▶ [Task to carry out]:
Only these lines are needed: the first line of the entries below through the line with "genesis dev account.", each returned exactly.

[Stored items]

──────

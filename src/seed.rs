// SPDX-License-Identifier: AGPL-3.0-or-later
//
// Copyright (C) 2026 Relational Network

//! Devnet bootstrap: Google provider setup and an account factory.

use alloy::primitives::{bytes, Address, Bytes};
use alloy::sol_types::SolValue;
use tracing::info;

use crate::chain::{Call, Chain, ChainError, Transaction};

/// Provider name the seeded registry is registered under.
pub const GOOGLE_PROVIDER: &str = "Google";

/// Google OIDC signing key ids seeded into the registry.
pub const GOOGLE_KEY_IDS: [&str; 2] = [
    "3db3ed6b9574ee3fcd9f149e59ff0eef4f932153",
    "8a63fe71e53067524cbbc6a3a58463b3864c0787",
];

/// RSA moduli matching [`GOOGLE_KEY_IDS`].
pub fn google_moduli() -> [Bytes; 2] {
    [
        bytes!("d8a729bf80b14e8782284217ce786a3e0db53210803fd0e75f9b36fd4759d5bcce56147caa2a24fcff23ef2f1817633625cf2bd9bb5f0a02461658db92db557385ef9de3de3d3fa119ff4f7a423545487bca4e8f786d240899e6716620617c572fc3f44c33479379964f80e5c8dd8209c968c067d154b25b7b5a82d4d0764573f2723d117c3369229e4758c67cc0f8c8f309eb5796a9a102bfb02cf83f40b2b0002c91205d8524781f3ecbea69e17b257a34cc73dc1ae1d43aa5c21e89fa2a21d917b382e1bcd3b93133562a494cb632f505322f83362fc6d0bb5212512697863fa2d564f4443270aa98a8385a6b545aaa915bdb516d275c3ff1d540389ef7fb"),
        bytes!("c9b3cb7ce8a86e462a3c97f64bdf1390fd1876fcf24aa3d200d6b5470f1012d4f6231ab67eed4314e9fdf2b7b5aa3627e4740f956e87be7fffc3d26694677e98a83f5c9bef11af354e6fad3fdb53ae07e5022ce36d31df5fdfa7f4d16529aff56e52781ca627d6f9219b08423e6bb25de6fbb07641227bef8e5e25695077555c2282a82b799045eb96a874c715908ab307ee95cbf58a791a8047eb0d7097fcb1d48dbce4b03cf43f830dcc437f1289e9b155591f9e7e805a2721b8423ded2dbae08bb380d245e538a9a533e3ce326ffaac62b110ea326bda7a48b53c27bc098f4429027105664ecba5a56ddcb5826cce78bb171152f922c1722c65fa4ead7699"),
    ]
}

/// Addresses of the seeded contracts.
#[derive(Debug, Clone, Copy, PartialEq, Eq)]
pub struct Deployment {
    pub provider_directory: Address,
    pub google_registry: Address,
    pub account_factory: Address,
}

/// Deploy a provider directory, a Google key registry holding Google's
/// signing keys, and an account factory, all owned by `operator`.
///
/// Each step is a regular transaction from `operator`, so the operator
/// nonce advances by five. `operator` must be a genesis dev account.
pub fn bootstrap(chain: &mut Chain, operator: Address) -> Result<Deployment, ChainError> {
    let provider_directory = create(chain, operator, Call::CreateProviderDirectory)?;
    let google_registry = create(chain, operator, Call::CreateKeyRegistry)?;

    let key_ids: Vec<String> = GOOGLE_KEY_IDS.iter().map(|k| k.to_string()).collect();
    let encoded = (key_ids, google_moduli().to_vec()).abi_encode_params();
    send(
        chain,
        operator,
        Some(google_registry),
        Call::AddKeysEncoded {
            data: encoded.into(),
        },
    )?;
    send(
        chain,
        operator,
        Some(provider_directory),
        Call::AddProvider {
            name: GOOGLE_PROVIDER.to_string(),
            registry: google_registry,
        },
    )?;

    let account_factory = create(
        chain,
        operator,
        Call::CreateAccountFactory {
            account_code_hash: None,
            scheme: None,
        },
    )?;

    let deployment = Deployment {
        provider_directory,
        google_registry,
        account_factory,
    };
    info!(
        %provider_directory,
        %google_registry,
        %account_factory,
        "Provider setup deployed"
    );
    Ok(deployment)
}

fn send(
    chain: &mut Chain,
    from: Address,
    to: Option<Address>,
    call: Call,
) -> Result<Option<Address>, ChainError> {
    let nonce = chain.nonce(from);
    let receipt = chain.submit(Transaction::call(from, to, nonce, call))?;
    Ok(receipt.contract_address)
}

fn create(chain: &mut Chain, from: Address, call: Call) -> Result<Address, ChainError> {
    send(chain, from, None, call)?.ok_or(ChainError::MissingRecipient)
}

#[cfg(test)]
mod tests {
    use super::*;
    use crate::account::AddressScheme;
    use crate::config::DEFAULT_OPERATOR;
    use alloy::primitives::U256;

    #[test]
    fn bootstrap_registers_google_keys() {
        let mut chain =
            Chain::new(270, AddressScheme::Evm).with_genesis([(DEFAULT_OPERATOR, U256::ZERO)]);
        let deployment = bootstrap(&mut chain, DEFAULT_OPERATOR).unwrap();

        let state = chain.state();
        let directory = state.directory(deployment.provider_directory).unwrap();
        assert_eq!(
            directory.resolve(GOOGLE_PROVIDER).unwrap(),
            deployment.google_registry
        );

        let registry = state.key_registry(deployment.google_registry).unwrap();
        let moduli = google_moduli();
        for (key_id, modulus) in GOOGLE_KEY_IDS.iter().zip(moduli.iter()) {
            let key = registry.active_key(key_id).unwrap();
            assert_eq!(&key.modulus, modulus);
            assert_eq!(key.modulus.len(), 256);
        }

        assert!(state.factory(deployment.account_factory).is_ok());
        assert_eq!(chain.nonce(DEFAULT_OPERATOR), 5);
    }

    #[test]
    fn bootstrap_twice_gives_a_second_setup() {
        let mut chain =
            Chain::new(270, AddressScheme::ZkSync).with_genesis([(DEFAULT_OPERATOR, U256::ZERO)]);
        let first = bootstrap(&mut chain, DEFAULT_OPERATOR).unwrap();
        let second = bootstrap(&mut chain, DEFAULT_OPERATOR).unwrap();
        assert_ne!(first.provider_directory, second.provider_directory);
        assert_eq!(
            chain.state().factory(second.account_factory).unwrap().scheme(),
            AddressScheme::ZkSync
        );
    }
}
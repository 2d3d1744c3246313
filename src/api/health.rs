// SPDX-License-Identifier: AGPL-3.0-or-later
//
// Copyright (C) 2026 Relational Network

use axum::{extract::State, Json};
use serde::{Deserialize, Serialize};
use utoipa::ToSchema;

use crate::state::AppState;

/// Health check response with chain status.
#[derive(Debug, Serialize, Deserialize, ToSchema)]
#[serde(rename_all = "camelCase")]
pub struct ReadyResponse {
    pub status: String,
    pub chain_id: u64,
    /// Number of committed transactions
    pub block_number: u64,
    pub dev_faucet: bool,
}

/// Simple health check response for liveness probes.
#[derive(Debug, Serialize, Deserialize, ToSchema)]
pub struct HealthResponse {
    pub status: String,
}

/// Health check endpoint handler.
#[utoipa::path(
    get,
    path = "/health",
    tag = "Health",
    responses(
        (status = 200, description = "Node is healthy", body = ReadyResponse)
    )
)]
pub async fn health(State(state): State<AppState>) -> Json<ReadyResponse> {
    let chain = state.chain.read().await;
    Json(ReadyResponse {
        status: "ok".to_string(),
        chain_id: chain.chain_id(),
        block_number: chain.block_number(),
        dev_faucet: state.config.dev_faucet,
    })
}

/// Liveness probe handler.
///
/// Always returns 200 if the process is running.
#[utoipa::path(
    get,
    path = "/health/live",
    tag = "Health",
    responses(
        (status = 200, description = "Node is alive", body = HealthResponse)
    )
)]
pub async fn liveness() -> Json<HealthResponse> {
    Json(HealthResponse {
        status: "ok".to_string(),
    })
}
// SPDX-License-Identifier: AGPL-3.0-or-later
//
// Copyright (C) 2026 Relational Network

//! Provider name to key registry mapping.

use std::collections::HashMap;

use alloy::primitives::Address;
use thiserror::Error;
use tracing::info;

use super::RegistryError;

/// Lookup of a provider name that has no registry.
#[derive(Debug, Clone, PartialEq, Eq, Error)]
#[error("Unknown provider: {0}")]
pub struct UnknownProvider(pub String);

/// A provider name's registry binding.
#[derive(Debug, Clone, Copy, PartialEq, Eq)]
pub struct ProviderEntry {
    pub registry: Address,
    /// `false` once the provider has been removed. Removed entries never
    /// resolve.
    pub active: bool,
}

/// Maps provider names to key registry addresses.
///
/// Lookups are total: a name that is not registered, or was removed,
/// resolves to [`UnknownProvider`], never to a fallback registry. Entries
/// are never deleted; removal leaves a tombstone.
#[derive(Debug, Clone)]
pub struct ProviderDirectory {
    owner: Address,
    entries: HashMap<String, ProviderEntry>,
}

impl ProviderDirectory {
    pub fn new(owner: Address) -> Self {
        Self {
            owner,
            entries: HashMap::new(),
        }
    }

    pub fn owner(&self) -> Address {
        self.owner
    }

    /// Register `name`, point it at a new registry, or revive a removed
    /// entry.
    ///
    /// Returns the registry that was active under `name`.
    pub fn add_provider(
        &mut self,
        caller: Address,
        name: &str,
        registry: Address,
    ) -> Result<Option<Address>, RegistryError> {
        self.ensure_owner(caller)?;
        let previous = self
            .entries
            .insert(name.to_string(), ProviderEntry { registry, active: true })
            .filter(|entry| entry.active)
            .map(|entry| entry.registry);
        info!(provider = name, %registry, rotated = previous.is_some(), "Provider registered");
        Ok(previous)
    }

    /// [`add_provider`](Self::add_provider) with the registry first.
    pub fn add_provider_simple(
        &mut self,
        caller: Address,
        registry: Address,
        name: &str,
    ) -> Result<Option<Address>, RegistryError> {
        self.add_provider(caller, name, registry)
    }

    pub fn resolve(&self, name: &str) -> Result<Address, UnknownProvider> {
        self.entries
            .get(name)
            .filter(|entry| entry.active)
            .map(|entry| entry.registry)
            .ok_or_else(|| UnknownProvider(name.to_string()))
    }

    /// The entry for `name`, including a removed one.
    pub fn entry(&self, name: &str) -> Option<&ProviderEntry> {
        self.entries.get(name)
    }

    /// Tombstone `name`. Returns whether an active entry was removed.
    pub fn remove_provider(&mut self, caller: Address, name: &str) -> Result<bool, RegistryError> {
        self.ensure_owner(caller)?;
        let removed = match self.entries.get_mut(name) {
            Some(entry) if entry.active => {
                entry.active = false;
                true
            }
            _ => false,
        };
        info!(provider = name, removed, "Provider removed");
        Ok(removed)
    }

    /// Active providers sorted by name.
    pub fn providers(&self) -> Vec<(&str, Address)> {
        let mut providers: Vec<_> = self
            .entries
            .iter()
            .filter(|(_, entry)| entry.active)
            .map(|(name, entry)| (name.as_str(), entry.registry))
            .collect();
        providers.sort_by(|a, b| a.0.cmp(b.0));
        providers
    }

    fn ensure_owner(&self, caller: Address) -> Result<(), RegistryError> {
        if caller == self.owner {
            Ok(())
        } else {
            Err(RegistryError::UnauthorizedWrite { caller })
        }
    }
}
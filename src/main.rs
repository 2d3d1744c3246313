// SPDX-License-Identifier: AGPL-3.0-or-later
//
// Copyright (C) 2026 Relational Network

use std::{env, process::ExitCode};

use relational_jwt_account::{
    api::router,
    chain::Chain,
    config::{NodeConfig, DEFAULT_LOG_FILTER, LOG_FORMAT_ENV},
    seed::bootstrap,
    state::AppState,
};
use tokio::net::TcpListener;
use tracing::{error, info, warn};
use tracing_subscriber::EnvFilter;

fn init_tracing() {
    let filter =
        EnvFilter::try_from_default_env().unwrap_or_else(|_| EnvFilter::new(DEFAULT_LOG_FILTER));
    let builder = tracing_subscriber::fmt().with_env_filter(filter);

    if env::var(LOG_FORMAT_ENV).is_ok_and(|v| v.eq_ignore_ascii_case("json")) {
        builder.json().init();
    } else {
        builder.pretty().init();
    }
}

async fn shutdown_signal() {
    if let Err(e) = tokio::signal::ctrl_c().await {
        warn!(error = %e, "Failed to listen for shutdown signal");
        std::future::pending::<()>().await;
    }
    info!("Shutdown signal received");
}

#[tokio::main]
async fn main() -> ExitCode {
    init_tracing();

    let config = match NodeConfig::from_env() {
        Ok(config) => config,
        Err(e) => {
            error!(error = %e, "Invalid configuration");
            return ExitCode::FAILURE;
        }
    };

    let mut chain = Chain::new(config.chain_id, config.address_scheme)
        .with_genesis([(config.operator, config.genesis_balance)]);
    info!(
        chain_id = config.chain_id,
        operator = %config.operator,
        scheme = %config.address_scheme,
        "Devnet initialized"
    );

    if config.seed_providers {
        match bootstrap(&mut chain, config.operator) {
            Ok(deployment) => info!(
                provider_directory = %deployment.provider_directory,
                google_registry = %deployment.google_registry,
                account_factory = %deployment.account_factory,
                "Seeded Google provider"
            ),
            Err(e) => {
                error!(error = %e, error_code = e.error_code(), "Provider seeding failed");
                return ExitCode::FAILURE;
            }
        }
    }

    if config.dev_faucet {
        warn!("Dev faucet enabled: POST /v1/dev/fund credits any address");
    }

    let bind_addr = config.bind_addr;
    let app = router(AppState::new(chain, config));

    let listener = match TcpListener::bind(bind_addr).await {
        Ok(listener) => listener,
        Err(e) => {
            error!(error = %e, %bind_addr, "Failed to bind");
            return ExitCode::FAILURE;
        }
    };

    info!("Devnet node listening on http://{bind_addr} (docs at /docs)");

    if let Err(e) = axum::serve(listener, app)
        .with_graceful_shutdown(shutdown_signal())
        .await
    {
        error!(error = %e, "Server failed");
        return ExitCode::FAILURE;
    }

    ExitCode::SUCCESS
}
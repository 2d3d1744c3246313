// SPDX-License-Identifier: AGPL-3.0-or-later
//
// Copyright (C) 2026 Relational Network

use std::sync::Arc;

use tokio::sync::RwLock;

use crate::chain::Chain;
use crate::config::NodeConfig;

/// Shared node state. Queries take the read lock; submissions take the
/// write lock, which serializes transactions.
#[derive(Clone)]
pub struct AppState {
    pub chain: Arc<RwLock<Chain>>,
    pub config: Arc<NodeConfig>,
}

impl AppState {
    pub fn new(chain: Chain, config: NodeConfig) -> Self {
        Self {
            chain: Arc::new(RwLock::new(chain)),
            config: Arc::new(config),
        }
    }
}

impl Default for AppState {
    fn default() -> Self {
        let config = NodeConfig::default();
        let chain = Chain::new(config.chain_id, config.address_scheme)
            .with_genesis([(config.operator, config.genesis_balance)]);
        Self::new(chain, config)
    }
}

──────

▶ [Your response]:
filename src/seed.rs
// SPDX-License-Identifier: AGPL-3.0-or-later
//
// Copyright (C) 2026 Relational Network

//! Devnet bootstrap: Google provider setup and an account factory.

use alloy::primitives::{bytes, Address, Bytes};
use alloy::sol_types::SolValue;
use tracing::info;

use crate::chain::{Call, Chain, ChainError, Transaction};

/// Provider name the seeded registry is registered under.
pub const GOOGLE_PROVIDER: &str = "Google";

/// Google OIDC signing key ids seeded into the registry.
pub const GOOGLE_KEY_IDS: [&str; 2] = [
    "3db3ed6b9574ee3fcd9f149e59ff0eef4f932153",
    "8a63fe71e53067524cbbc6a3a58463b3864c0787",
];

/// RSA moduli matching [`GOOGLE_KEY_IDS`].
pub fn google_moduli() -> [Bytes; 2] {
    [
        bytes!("d8a729bf80b14e8782284217ce786a3e0db53210803fd0e75f9b36fd4759d5bcce56147caa2a24fcff23ef2f1817633625cf2bd9bb5f0a02461658db92db557385ef9de3de3d3fa119ff4f7a423545487bca4e8f786d240899e6716620617c572fc3f44c33479379964f80e5c8dd8209c968c067d154b25b7b5a82d4d0764573f2723d117c3369229e4758c67cc0f8c8f309eb5796a9a102bfb02cf83f40b2b0002c91205d8524781f3ecbea69e17b257a34cc73dc1ae1d43aa5c21e89fa2a21d917b382e1bcd3b93133562a494cb632f505322f83362fc6d0bb5212512697863fa2d564f4443270aa98a8385a6b545aaa915bdb516d275c3ff1d540389ef7fb"),
        bytes!("c9b3cb7ce8a86e462a3c97f64bdf1390fd1876fcf24aa3d200d6b5470f1012d4f6231ab67eed4314e9fdf2b7b5aa3627e4740f956e87be7fffc3d26694677e98a83f5c9bef11af354e6fad3fdb53ae07e5022ce36d31df5fdfa7f4d16529aff56e52781ca627d6f9219b08423e6bb25de6fbb07641227bef8e5e25695077555c2282a82b799045eb96a874c715908ab307ee95cbf58a791a8047eb0d7097fcb1d48dbce4b03cf43f830dcc437f1289e9b155591f9e7e805a2721b8423ded2dbae08bb380d245e538a9a533e3ce326ffaac62b110ea326bda7a48b53c27bc098f4429027105664ecba5a56ddcb5826cce78bb171152f922c1722c65fa4ead7699"),
    ]
}

/// Addresses of the seeded contracts.
#[derive(Debug, Clone, Copy, PartialEq, Eq)]
pub struct Deployment {
    pub provider_directory: Address,
    pub google_registry: Address,
    pub account_factory: Address,
}

/// Deploy a provider directory, a Google key registry holding Google's
/// signing keys, and an account factory, all owned by `operator`.
///
/// Each step is a regular transaction from `operator`, so the operator
/// nonce advances by five. `operator` must be a genesis dev account.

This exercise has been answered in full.